Published On: Wed, Jun 24th, 2015

Surging efforts in Sierra Leone’s last remaining Ebola hotspots

Two times at military checkpoints on the 40-minute drive from Port Loko town to Kaffu Bullom chiefdom we are stopped and politely asked to descend from our vehicles. This is not a war zone, but it is a clear sign that the 21-day Ebola surge dubbed ‘Operation Northern Push’ has kicked off here in Sierra Leone’s Port Loko district, and also neighbouring Kambia. At each stop, we file through hand-washing stations and health screeners check our temperatures.

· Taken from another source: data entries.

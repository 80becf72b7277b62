// Copyright (c) 2025 Geoffrey Huntley <ghuntley@ghuntley.com>. All rights reserved.
// SPDX-License-Identifier: Proprietary

use thiserror::Error;

/// Reasons an app-supplied definition or event is rejected before storage.
#[derive(Debug, Clone, PartialEq, Error)]
pub enum ValidationError {
	#[error("invalid cohort id '{0}': must match ^[a-z][a-z0-9_]*$ and be at most 64 characters")]
	InvalidCohortId(String),

	#[error("cohort '{cohort_id}' has no rules")]
	EmptyRules { cohort_id: String },

	#[error("min_occurrences must be at least 1, got {0}")]
	MinOccurrencesOutOfRange(u32),

	#[error("time_window_days must be between 1 and 365, got {0}")]
	TimeWindowOutOfRange(u32),

	#[error("combined rule has no sub-rules")]
	EmptyCombinedRule,

	#[error("rule references an empty {0} name")]
	EmptyName(&'static str),

	#[error("invalid range: min {min} is greater than max {max}")]
	InvalidRange { min: f64, max: f64 },

	#[error("event_count rule needs min_count of at least 1")]
	ZeroMinCount,

	#[error("invalid event name '{0}'")]
	InvalidEventName(String),

	#[error("event id must not be empty")]
	EmptyEventId,
}
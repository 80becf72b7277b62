// Copyright (c) 2025 Geoffrey Huntley <ghuntley@ghuntley.com>. All rights reserved.
// SPDX-License-Identifier: Proprietary

//! Conditional rule-set fetch.

use std::time::Duration;

use async_trait::async_trait;
use loom_cohorts_core::RuleSet;
use loom_common_http::RetryConfig;
use reqwest::header::{ACCEPT, AUTHORIZATION, IF_NONE_MATCH};
use reqwest::{Client, StatusCode};
use tracing::debug;

use crate::error::{CohortsError, FetchError};

/// Result of a conditional fetch.
#[derive(Debug, Clone, PartialEq)]
pub enum FetchOutcome {
	/// The server confirmed the caller's version is current. No data was
	/// transferred.
	Unchanged,
	Updated(RuleSet),
}

/// Source of rule sets.
#[async_trait]
pub trait RuleFetcher: Send + Sync {
	/// Fetches the rule set for `app_key`, passing the locally known version
	/// so the server can answer [`FetchOutcome::Unchanged`].
	async fn fetch(&self, app_key: &str, current_version: Option<i64>) -> Result<FetchOutcome, FetchError>;
}

/// Fetches `GET {base}/v1/cohorts/rules`.
///
/// Transport failures are retried in-call according to the retry config;
/// any HTTP status other than 200 or 304 fails immediately.
#[derive(Debug, Clone)]
pub struct HttpRuleFetcher {
	http_client: Client,
	base_url: String,
	retry_config: RetryConfig,
}

impl HttpRuleFetcher {
	pub fn new(base_url: &str, request_timeout: Duration, retry_config: RetryConfig) -> Result<Self, CohortsError> {
		let http_client = loom_common_http::new_client_with_timeout(request_timeout)
			.map_err(CohortsError::HttpClient)?;
		Self::with_client(http_client, base_url, retry_config)
	}

	pub fn with_client(http_client: Client, base_url: &str, retry_config: RetryConfig) -> Result<Self, CohortsError> {
		let base_url = base_url.trim().trim_end_matches('/');
		if base_url.is_empty() {
			return Err(CohortsError::InvalidBaseUrl);
		}

		Ok(Self {
			http_client,
			base_url: base_url.to_string(),
			retry_config,
		})
	}

	fn rules_url(&self) -> String {
		format!("{}/v1/cohorts/rules", self.base_url)
	}
}

#[async_trait]
impl RuleFetcher for HttpRuleFetcher {
	async fn fetch(&self, app_key: &str, current_version: Option<i64>) -> Result<FetchOutcome, FetchError> {
		let url = self.rules_url();
		debug!(url = %url, current_version = ?current_version, "Fetching cohort rules");

		let response = loom_common_http::retry(&self.retry_config, || async {
			let mut request = self
				.http_client
				.get(&url)
				.header(AUTHORIZATION, format!("Bearer {app_key}"))
				.header(ACCEPT, "application/json");
			if let Some(version) = current_version {
				request = request.header(IF_NONE_MATCH, version.to_string());
			}
			request.send().await
		})
		.await
		.map_err(FetchError::Transport)?;

		match response.status() {
			StatusCode::NOT_MODIFIED => {
				debug!(current_version = ?current_version, "Cohort rules unchanged");
				Ok(FetchOutcome::Unchanged)
			}
			StatusCode::OK => {
				let body = response.bytes().await.map_err(FetchError::Transport)?;
				let rules: RuleSet =
					serde_json::from_slice(&body).map_err(|e| FetchError::Parse(e.to_string()))?;
				debug!(version = rules.version, cohorts = rules.cohorts.len(), "Fetched cohort rules");
				Ok(FetchOutcome::Updated(rules))
			}
			StatusCode::UNAUTHORIZED => Err(FetchError::Unauthorized),
			status => Err(FetchError::Status {
				status: status.as_u16(),
				message: response.text().await.unwrap_or_default(),
			}),
		}
	}
}
// Copyright (c) 2025 Geoffrey Huntley <ghuntley@ghuntley.com>. All rights reserved.
// SPDX-License-Identifier: Proprietary

//! Configuration error types.

use std::path::PathBuf;

/// Errors that can occur during configuration loading and validation.
#[derive(Debug, thiserror::Error)]
pub enum ConfigError {
	/// I/O error reading config file
	#[error("I/O error: {0}")]
	Io(#[from] std::io::Error),

	/// TOML parsing error
	#[error("TOML parse error in {path}: {source}")]
	TomlParse {
		path: PathBuf,
		#[source]
		source: toml::de::Error,
	},

	/// Environment variable error
	#[error("Environment error: {0}")]
	Env(String),

	#[error("Validation error: {0}")]
	Validation(String),

	#[error("Missing required field: {0}")]
	MissingField(String),

	#[error("Invalid value for {field}: {message}")]
	InvalidValue { field: String, message: String },
}

impl ConfigError {
	pub fn validation(msg: impl Into<String>) -> Self {
		Self::Validation(msg.into())
	}

	pub fn missing_field(field: impl Into<String>) -> Self {
		Self::MissingField(field.into())
	}

	pub fn invalid_value(field: impl Into<String>, message: impl Into<String>) -> Self {
		Self::InvalidValue {
			field: field.into(),
			message: message.into(),
		}
	}
}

Kaffu Bullom chiefdom is in the heart of the current Ebola outbreak in the district of Port Loko with close to 30 cases in the past couple of weeks from one single chain of transmission. Sierra Leone has come a long way since the peak of the outbreak in November 2014, but still, the road to zero is proving rocky with a rise in weekly cases from a low of two cases in early May.

Almost all new cases have centred on the districts of Port Loko and Kambia (in between the capital Freetown and the border with Guinea). And so, UNICEF is working closely with the Government and partners like WHO, Restless Development, Oxfam and IFRC on what is hoped will be a final push to kick Ebola out of Sierra Leone once and for all. The district launch for the surge took place in Kaffu Bullom under the leadership of the Paramount Chief.

Pledging to end Ebola at the start of the surge in Port Loko district, Sierra Leone (c)UNICEF SL/2015/Laulajainen

Pledging to end Ebola at the start of the surge in Port Loko district, Sierra Leone (c)UNICEF SL/2015/Laulajainen

“As Paramount Chief of Kaffu Bulom I have called all the traditional healers and my section chiefs to join us here today to hear the important message about this last push to kick Ebola out of Sierra Leone and solicit their full support,” said Mr. Gbereh III. “Without the help of our community leaders we cannot win this battle. We need everyone to be part of this effort to end Ebola in Sierra Leone,” he added.

Traditional healers are one of the key influencer groups who have been reluctant to join the fight against Ebola, and some of the latest Ebola deaths have been from among their number. Community members frequently use the services of traditional healers in the chiefdoms where there are chains of transmission, which brings them into contact with a large number of sick people.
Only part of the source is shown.